Once meses de espera para probar 18 platos del Celler de Can Roca

Alfonso Andrade Lago
Alfonso Andrade A CORUÑA / LA VOZ

SOCIEDAD

Así es el menú degustación de El Celler de Can Roca, uno de los mejores restaurantes del mundo

18 jun 2017 . Actualizado a las 10:18 h.

Sobre la relación entre innovación y gastronomía decía nuestro inmortal Julio Camba: «Siga usted las prescripciones de la ciencia siempre que se acomoden a su gusto, y siga siempre las prescripciones de su gusto, aun cuando no coincidan con las de la ciencia».

En ese delicado equilibro entre innovación y cocina se mueve El Celler de Can Roca (Gerona, tres estrellas Michelin) con tanta precisión e inteligencia que el resultado obtenido por los hermanos Joan, Josep y Jordi se traduce ya en una lista de espera de 11 meses. Cada pase del comedor es para unas cincuenta personas, mientras que el local cuenta con 70 profesionales, y a día de hoy tres estudiantes gallegos becados por el BBVA. Hay dos menús degustación: el corto, de 180 euros, más la opción del maridaje de vinos por 55; y el largo (Festival), de 205 euros, más 90 del maridaje. Incluye cuatro aperitivos, once preparaciones principales y tres postres. Los comensales se lo toman con calma «y algunas sobremesas duran casi hasta las ocho de la tarde», confirma Josep Roca.

¿Dónde está la clave del éxito de un restaurante que ha llegado a ser el número uno del mundo? Posiblemente en la comprensión de que la ciencia -y El Celler es vanguardia absoluta en ese terreno- solo funciona al servicio del plato, nunca como ingrediente principal. Ese equilibrio lo logran los Roca con dos elementos: tradición y juego.

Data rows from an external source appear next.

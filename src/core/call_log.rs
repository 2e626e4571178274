//! Conversation history and the call audit log.
//!
//! Both structures are append-only: entries are never reordered, replaced or
//! removed for the lifetime of a call.

use serde::{Deserialize, Serialize};
use serde_json::Value;
use std::fmt;
use time::OffsetDateTime;
use time::format_description::well_known::Rfc3339;

/// Speaker of a conversation turn.
#[derive(Debug, Clone, Copy, PartialEq, Eq, Serialize, Deserialize)]
#[serde(rename_all = "lowercase")]
pub enum Role {
    User,
    Assistant,
}

impl Role {
    pub const fn as_str(&self) -> &'static str {
        match self {
            Role::User => "user",
            Role::Assistant => "assistant",
        }
    }
}

impl fmt::Display for Role {
    fn fmt(&self, f: &mut fmt::Formatter<'_>) -> fmt::Result {
        f.write_str(self.as_str())
    }
}

/// One exchange unit in the conversation history.
#[derive(Debug, Clone, PartialEq, Eq, Serialize, Deserialize)]
pub struct Turn {
    pub role: Role,
    pub content: String,
}

impl Turn {
    pub fn user(content: impl Into<String>) -> Self {
        Self {
            role: Role::User,
            content: content.into(),
        }
    }

    pub fn assistant(content: impl Into<String>) -> Self {
        Self {
            role: Role::Assistant,
            content: content.into(),
        }
    }
}

/// Ordered conversation history that drives assistant prompts.
#[derive(Debug, Clone, Default)]
pub struct History {
    turns: Vec<Turn>,
}

impl History {
    pub fn new() -> Self {
        Self::default()
    }

    pub fn push(&mut self, turn: Turn) {
        self.turns.push(turn);
    }

    pub fn turns(&self) -> &[Turn] {
        &self.turns
    }

    pub fn len(&self) -> usize {
        self.turns.len()
    }

    pub fn is_empty(&self) -> bool {
        self.turns.is_empty()
    }

    /// Owned copy handed to in-flight assistant work.
    pub fn snapshot(&self) -> Vec<Turn> {
        self.turns.clone()
    }
}

/// Lifecycle and transcript events recorded in the call log.
#[derive(Debug, Clone, Copy, PartialEq, Eq, Serialize, Deserialize)]
#[serde(rename_all = "SCREAMING_SNAKE_CASE")]
pub enum CallEvent {
    Init,
    Ready,
    Transcript,
    ToolSelected,
    CallEnded,
}

/// One audit log record.
#[derive(Debug, Clone, PartialEq, Serialize, Deserialize)]
pub struct CallLogEntry {
    /// RFC 3339 timestamp of when the entry was appended.
    pub timestamp: String,
    pub event: CallEvent,
    #[serde(default, skip_serializing_if = "Option::is_none")]
    pub meta: Option<Value>,
}

impl CallLogEntry {
    pub fn new(event: CallEvent, meta: Option<Value>) -> Self {
        Self {
            timestamp: now_rfc3339(),
            event,
            meta,
        }
    }
}

fn now_rfc3339() -> String {
    OffsetDateTime::now_utc()
        .format(&Rfc3339)
        .unwrap_or_else(|_| OffsetDateTime::UNIX_EPOCH.to_string())
}

/// Append-only audit trail of one call.
#[derive(Debug, Clone, Default)]
pub struct CallLog {
    entries: Vec<CallLogEntry>,
}

impl CallLog {
    pub fn new() -> Self {
        Self::default()
    }

    pub fn append(&mut self, event: CallEvent, meta: Option<Value>) {
        self.entries.push(CallLogEntry::new(event, meta));
    }

    pub fn entries(&self) -> &[CallLogEntry] {
        &self.entries
    }

    pub fn len(&self) -> usize {
        self.entries.len()
    }

    pub fn is_empty(&self) -> bool {
        self.entries.is_empty()
    }

    pub fn count(&self, event: CallEvent) -> usize {
        self.entries.iter().filter(|e| e.event == event).count()
    }
}

#[cfg(test)]
mod tests {
    use super::*;
    use serde_json::json;

    #[test]
    fn test_entry_serialization_shape() {
        let entry = CallLogEntry::new(CallEvent::ToolSelected, Some(json!({"tool": "endCall"})));
        let value = serde_json::to_value(&entry).unwrap();

        assert_eq!(value["event"], "TOOL_SELECTED");
        assert_eq!(value["meta"]["tool"], "endCall");
        assert!(OffsetDateTime::parse(value["timestamp"].as_str().unwrap(), &Rfc3339).is_ok());
    }

    #[test]
    fn test_entry_without_meta_omits_field() {
        let entry = CallLogEntry::new(CallEvent::Ready, None);
        let value = serde_json::to_value(&entry).unwrap();
        assert!(value.get("meta").is_none());
    }

    #[test]
    fn test_call_log_is_append_only_ordered() {
        let mut log = CallLog::new();
        log.append(CallEvent::Init, None);
        log.append(CallEvent::Ready, None);
        log.append(CallEvent::CallEnded, None);

        let events: Vec<CallEvent> = log.entries().iter().map(|e| e.event).collect();
        assert_eq!(
            events,
            vec![CallEvent::Init, CallEvent::Ready, CallEvent::CallEnded]
        );
        assert_eq!(log.count(CallEvent::CallEnded), 1);
    }

    #[test]
    fn test_turn_role_serialization() {
        let value = serde_json::to_value(Turn::user("hi")).unwrap();
        assert_eq!(value, json!({"role": "user", "content": "hi"}));
    }
}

El peso de la tradición en El Celler es abrumador. Uno de los aperitivos, Memoria de un bar en las afueras de Girona, es una interpretación de las recetas del restaurante familiar, los sabores de la niñez reinventados. Aparecen entonces los calamares a la romana del bar, el canelón de Montse (su madre) y los riñones al jerez. Y es en este punto donde los Roca ponen en marcha los engranajes científicos de El Celler, resumiendo todo ese guiso, producto de horas de preparación, en una liofilizadora que concentra esa esencia en un diminuto snack, un intenso bocado de riñones al jerez.

En cuanto al juego, es el conducto por el que se canaliza la ciencia. Lo vemos en el helado de oliva verde. A la mesa llega un bonsái de olivo de cuyas ramas penden pequeñas aceitunas. Al cogerlas, están frías; al probarlas, se deshacen en la boca; un homenaje a Adrià y las esferificaciones.

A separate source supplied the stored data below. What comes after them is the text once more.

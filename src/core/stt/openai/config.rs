//! Configuration types for OpenAI STT (Whisper) API.

use super::super::base::{STTConfig, STTError};
use serde::{Deserialize, Serialize};

/// Maximum upload size accepted by the transcription endpoint (25MB).
pub const OPENAI_MAX_FILE_SIZE: usize = 25 * 1024 * 1024;

/// Supported OpenAI STT models.
#[derive(Debug, Clone, Copy, PartialEq, Eq, Default, Serialize, Deserialize)]
pub enum OpenAISTTModel {
    /// Original Whisper model - good balance of speed and accuracy
    #[default]
    #[serde(rename = "whisper-1")]
    Whisper1,
    /// GPT-4o enhanced transcription - best accuracy
    #[serde(rename = "gpt-4o-transcribe")]
    Gpt4oTranscribe,
    /// GPT-4o mini transcription - faster, cost-effective
    #[serde(rename = "gpt-4o-mini-transcribe")]
    Gpt4oMiniTranscribe,
}

impl OpenAISTTModel {
    /// Convert to the API parameter value.
    #[inline]
    pub fn as_str(&self) -> &'static str {
        match self {
            Self::Whisper1 => "whisper-1",
            Self::Gpt4oTranscribe => "gpt-4o-transcribe",
            Self::Gpt4oMiniTranscribe => "gpt-4o-mini-transcribe",
        }
    }

    /// Parse from string, with fallback to default.
    pub fn from_str_or_default(s: &str) -> Self {
        match s.to_lowercase().as_str() {
            "whisper-1" | "whisper1" | "whisper" => Self::Whisper1,
            "gpt-4o-transcribe" | "gpt4o-transcribe" => Self::Gpt4oTranscribe,
            "gpt-4o-mini-transcribe" | "gpt4o-mini-transcribe" => Self::Gpt4oMiniTranscribe,
            _ => Self::default(),
        }
    }
}

impl std::fmt::Display for OpenAISTTModel {
    fn fmt(&self, f: &mut std::fmt::Formatter<'_>) -> std::fmt::Result {
        write!(f, "{}", self.as_str())
    }
}

/// OpenAI-specific transcription configuration.
#[derive(Debug, Clone)]
pub struct OpenAISTTConfig {
    /// Base STT configuration (shared across all providers).
    pub base: STTConfig,

    /// OpenAI STT model to use.
    pub model: OpenAISTTModel,

    /// Temperature for sampling (0.0 to 1.0).
    pub temperature: Option<f32>,

    /// Optional text prompt to guide the transcription.
    pub prompt: Option<String>,

    /// Maximum WAV upload size in bytes.
    pub max_file_size_bytes: usize,
}

impl Default for OpenAISTTConfig {
    fn default() -> Self {
        Self {
            base: STTConfig::default(),
            model: OpenAISTTModel::default(),
            temperature: None,
            prompt: None,
            max_file_size_bytes: OPENAI_MAX_FILE_SIZE,
        }
    }
}

impl OpenAISTTConfig {
    /// Build from the shared configuration, parsing the model name.
    pub fn from_base(base: STTConfig) -> Self {
        let model = OpenAISTTModel::from_str_or_default(&base.model);
        Self {
            base,
            model,
            ..Default::default()
        }
    }

    /// Full URL of the transcription endpoint.
    pub fn api_url(&self) -> String {
        format!(
            "{}/v1/audio/transcriptions",
            self.base.base_url.trim_end_matches('/')
        )
    }

    pub fn validate(&self) -> Result<(), STTError> {
        if self.base.api_key.is_empty() {
            return Err(STTError::AuthenticationFailed(
                "OpenAI API key is required".to_string(),
            ));
        }
        if self.base.sample_rate == 0 {
            return Err(STTError::ConfigurationError(
                "Sample rate must be greater than zero".to_string(),
            ));
        }
        if let Some(temp) = self.temperature
            && !(0.0..=1.0).contains(&temp)
        {
            return Err(STTError::ConfigurationError(format!(
                "Temperature must be between 0.0 and 1.0, got {temp}"
            )));
        }
        Ok(())
    }
}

También un juego, sensorial, marca el ritmo de los postres. Primero, el olfato, con la adaptación del perfume Miracle, de Lancôme. En la mesa se presenta un pequeño cono impregnado con el aroma, además del plato diseñado por Jordi Roca, que recrea el perfume a base de sabores: crema de jengibre, granizado de pomelo, sorbete de lichi rosa, violeta y pimienta rosa.

Después, la vista, con el postre Cromatismo naranja, en el que varias frutas de esa tonalidad se encierran en una cápsula que se mece sobre zanahoria rallada. Y por último, el tacto, en Libro viejo. El cliente recibe un ejemplar envejecido de En busca del tiempo perdido, de Proust, junto a un milhojas de galleta de mantequilla que imita las páginas del libro. En una de ellas se lee la mítica descripción de la magdalena. El milhojas se acompaña de crema de té y esencia de libro viejo. Y aquí se cuela otra vez la ciencia, para pasmo de los comensales. Hace años ya que El Celler investiga con destiladores. Han patentado el Rotaval, con el que consiguen, por ejemplo, esencias de tierra húmeda o de libro viejo. Ciencia, sí, pero, como sugería Camba, según las prescripciones del gusto.